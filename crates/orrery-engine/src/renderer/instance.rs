use bytemuck::{Pod, Zeroable};

use crate::renderer::camera::CameraState;

/// Per-body transform written to the frame buffer for the host renderer.
/// Must match the host protocol: 4 floats = 16 bytes stride.
#[repr(C)]
#[derive(Debug, Clone, Copy, Default, PartialEq, Pod, Zeroable)]
pub struct BodyTransform {
    /// X position in world space.
    pub x: f32,
    /// Y position in world space (orbital plane height).
    pub y: f32,
    /// Z position in world space.
    pub z: f32,
    /// Sphere radius in world units.
    pub radius: f32,
}

impl BodyTransform {
    pub const FLOATS: usize = 4;
    pub const STRIDE_BYTES: usize = Self::FLOATS * 4;

    pub fn position(&self) -> glam::Vec3 {
        glam::Vec3::new(self.x, self.y, self.z)
    }
}

/// Camera pose in wire format: position then look target.
#[repr(C)]
#[derive(Debug, Clone, Copy, Default, PartialEq, Pod, Zeroable)]
pub struct CameraRecord {
    pub position: [f32; 3],
    pub look_target: [f32; 3],
}

impl CameraRecord {
    pub const FLOATS: usize = 6;
}

impl From<CameraState> for CameraRecord {
    fn from(state: CameraState) -> Self {
        Self {
            position: state.position.to_array(),
            look_target: state.look_target.to_array(),
        }
    }
}

/// Everything the renderer needs for one frame, produced by one fixed step.
/// Bodies are indexed by [`BodyId`](crate::api::types::BodyId).
#[derive(Debug, Clone, PartialEq)]
pub struct FrameOutput {
    /// Remount key of the scene these transforms belong to.
    pub generation: u32,
    pub bodies: Vec<BodyTransform>,
    pub camera: CameraState,
    /// Show the far-field backdrop.
    pub far_field: bool,
}
pub mod camera;
pub mod instance;

// Re-export key types for convenient access
pub use camera::{CameraFollowController, CameraState, FollowOutcome};
pub use instance::{BodyTransform, CameraRecord, FrameOutput};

- **WHAT NEEDS TO BE DONE**
Copy every line of the listing where the word "types" appears.

- **RESULT OF THE EXERCISE**
/// Bodies are indexed by [`BodyId`](crate::api::types::BodyId).
// Re-export key types for convenient access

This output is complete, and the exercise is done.